Copy out all the entries exactly.

* DATA *
=======

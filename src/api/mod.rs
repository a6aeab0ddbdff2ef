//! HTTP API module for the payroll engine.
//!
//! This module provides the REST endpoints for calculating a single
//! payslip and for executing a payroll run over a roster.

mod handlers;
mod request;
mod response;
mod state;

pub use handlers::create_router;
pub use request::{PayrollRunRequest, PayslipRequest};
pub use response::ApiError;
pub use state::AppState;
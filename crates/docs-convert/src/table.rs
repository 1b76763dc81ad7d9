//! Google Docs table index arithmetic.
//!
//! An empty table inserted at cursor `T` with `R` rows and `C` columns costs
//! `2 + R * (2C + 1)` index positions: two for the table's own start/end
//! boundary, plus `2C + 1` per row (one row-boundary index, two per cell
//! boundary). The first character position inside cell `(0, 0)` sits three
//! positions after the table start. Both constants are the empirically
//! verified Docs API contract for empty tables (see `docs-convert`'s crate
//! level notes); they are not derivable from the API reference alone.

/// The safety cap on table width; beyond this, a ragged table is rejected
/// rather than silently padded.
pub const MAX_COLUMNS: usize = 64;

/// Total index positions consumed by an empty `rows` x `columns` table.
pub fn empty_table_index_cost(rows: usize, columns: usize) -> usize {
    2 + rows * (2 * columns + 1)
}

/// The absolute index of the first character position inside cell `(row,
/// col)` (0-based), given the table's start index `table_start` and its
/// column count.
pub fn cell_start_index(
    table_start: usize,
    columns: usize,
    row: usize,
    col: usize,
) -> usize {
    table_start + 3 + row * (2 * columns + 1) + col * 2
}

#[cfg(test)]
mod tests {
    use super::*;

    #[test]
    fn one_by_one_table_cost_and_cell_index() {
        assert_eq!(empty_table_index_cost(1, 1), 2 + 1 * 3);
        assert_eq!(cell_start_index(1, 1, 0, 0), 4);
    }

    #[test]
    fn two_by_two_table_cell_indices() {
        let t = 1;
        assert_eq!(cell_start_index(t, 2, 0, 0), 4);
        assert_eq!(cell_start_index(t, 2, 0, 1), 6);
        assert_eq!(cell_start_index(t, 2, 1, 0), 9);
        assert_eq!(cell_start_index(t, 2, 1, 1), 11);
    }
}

=======

* RESULT OF THIS TASK *
filename src/api/mod.rs
repository a6aeab0ddbdff2ef
//! HTTP API module for the payroll engine.
//!
//! This module provides the REST endpoints for calculating a single
//! payslip and for executing a payroll run over a roster.

mod handlers;
mod request;
mod response;
mod state;

pub use handlers::create_router;
pub use request::{PayrollRunRequest, PayslipRequest};
pub use response::ApiError;
pub use state::AppState;
filename crates/docs-convert/src/table.rs
repository 1b76763dc81ad7d9
//! Google Docs table index arithmetic.
//!
//! An empty table inserted at cursor `T` with `R` rows and `C` columns costs
//! `2 + R * (2C + 1)` index positions: two for the table's own start/end
//! boundary, plus `2C + 1` per row (one row-boundary index, two per cell
//! boundary). The first character position inside cell `(0, 0)` sits three
//! positions after the table start. Both constants are the empirically
//! verified Docs API contract for empty tables (see `docs-convert`'s crate
//! level notes); they are not derivable from the API reference alone.

/// The safety cap on table width; beyond this, a ragged table is rejected
/// rather than silently padded.
pub const MAX_COLUMNS: usize = 64;

/// Total index positions consumed by an empty `rows` x `columns` table.
pub fn empty_table_index_cost(rows: usize, columns: usize) -> usize {
    2 + rows * (2 * columns + 1)
}

/// The absolute index of the first character position inside cell `(row,
/// col)` (0-based), given the table's start index `table_start` and its
/// column count.
pub fn cell_start_index(
    table_start: usize,
    columns: usize,
    row: usize,
    col: usize,
) -> usize {
    table_start + 3 + row * (2 * columns + 1) + col * 2
}

#[cfg(test)]
mod tests {
    use super::*;

    #[test]
    fn one_by_one_table_cost_and_cell_index() {
        assert_eq!(empty_table_index_cost(1, 1), 2 + 1 * 3);
        assert_eq!(cell_start_index(1, 1, 0, 0), 4);
    }

    #[test]
    fn two_by_two_table_cell_indices() {
        let t = 1;
        assert_eq!(cell_start_index(t, 2, 0, 0), 4);
        assert_eq!(cell_start_index(t, 2, 0, 1), 6);
        assert_eq!(cell_start_index(t, 2, 1, 0), 9);
        assert_eq!(cell_start_index(t, 2, 1, 1), 11);
    }
}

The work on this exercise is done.